One interesting result of the GJP was that some people were consistently better at forecasting than their peers. Additionally, what made these “superforecasters” so super was not any obvious single trait. Many were smarter than average by conventional metrics, but they weren’t geniuses. Many were numerate having backgrounds in math, science, or computer programming, but they tended not to rely on complex numerical models. Many followed the news closely, but not as full time occupations. In fact, it seemed that “the critical ingredient was the style of thinking”.

This different style of thinking is summarized on the Ten Commandments for Aspiring Superforecasters page. I think the most important bits are:

  • Superforecasters broke large questions into smaller ones and then aggregated the answers.

  • Superforecasters considered multiple scenarios and aggregated their probabilities. In particular, they were “actively open-minded” in seeking new scenarios that could factor into their forecasts.

  • Superforecasters considered the “outside” view of scenarios before the adjusting probabilities by the “inside” view. That is, they first considered the likelihood of a scenario as an example of a larger set of scenarios before adjusting that by how likely and compelling the scenario was in itself.

  • Superforecasters tended to use finer degrees of probabilities in their predictions. For instance, they would specify their forecasts in 5% increments, where the regular forecasters would use increments of 10%, and where regular people might just use increments of 50% (i.e. “will definitely not happen”, “might happen”, “will definitely happen”).

  • Superforecasters tended to conduct post-mortems on both their failed and successful forecasts to see how they could improve in the future.

Another interesting result was that organizing superforecasters into teams with a shared communication channel like a forum would improve their individual forecasts.

The book concludes by noting that, although superforecasters displayed intellectual humility rather than confidence, and would refuse to make strong 100% predictions about the future, this could paradoxically be a boon to decision making in organizations. The examples given are the German army in World War II and the American army in the Gulf War which functioned by passing not strict orders, but goals down the chain of command. The lower levels were then expected to achieve the given goals in the best way they saw available.

The Other Bits

The book feels fluffy and not very tight to me. I think this is because it was meant to serve two different purposes:

  • to report on the findings of the GJP, and

  • to convince the reader that similar forecasting methods should be used widely.

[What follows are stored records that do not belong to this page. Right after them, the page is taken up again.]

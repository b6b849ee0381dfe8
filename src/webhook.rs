//! Payment webhook stub. Every request is treated as a successful payment;
//! nothing is validated or stored.

use axum::http::StatusCode;
use serde::Serialize;
use tracing::info;

#[derive(Debug, Clone, PartialEq, Serialize)]
pub struct PaymentData {
    pub id: String,
    pub final_amount: u64,
    pub amount_after_fees: u64,
    pub currency: String,
    pub user_id: String,
}

#[derive(Debug, Clone, PartialEq, Serialize)]
pub struct PaymentEvent {
    pub action: String,
    pub data: PaymentData,
}

impl PaymentEvent {
    pub fn mock() -> Self {
        Self {
            action: "payment.succeeded".to_string(),
            data: PaymentData {
                id: "mock-payment-id".to_string(),
                final_amount: 1000,
                amount_after_fees: 950,
                currency: "USD".to_string(),
                user_id: "mock-user-id".to_string(),
            },
        }
    }
}

pub fn handle_event(event: &PaymentEvent) {
    if event.action == "payment.succeeded" {
        let data = &event.data;
        info!(
            payment_id = %data.id,
            user_id = %data.user_id,
            amount = data.final_amount,
            after_fees = data.amount_after_fees,
            currency = %data.currency,
            "payment succeeded"
        );
    }
}

pub async fn receive() -> (StatusCode, &'static str) {
    handle_event(&PaymentEvent::mock());
    (StatusCode::OK, "OK")
}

I think the conclusion of the report-on-findings part is best summarized on the commandments page. That contains the advice on improving the accuracy of one’s forecasts. The book also reports on the specific amount of improvement observed during the IARPA tournament, but it seems hard to say whether similar improvements would manifest under different circumstances.

The convince-the-reader part is a collection of anecdotes on how various experts failed to predict certain world events and thought experiments about how those scenarios could have unfolded differently. These stories, interspersed throughout the book, are well written and show where the authors are coming from. That said, they are still anecdotes and lengthen the text considerably.


Overall, I would say the book is definitely worth a read, especially if you are interested in discussions about fallacies and cognitive biases à la Thinking Fast and Slow.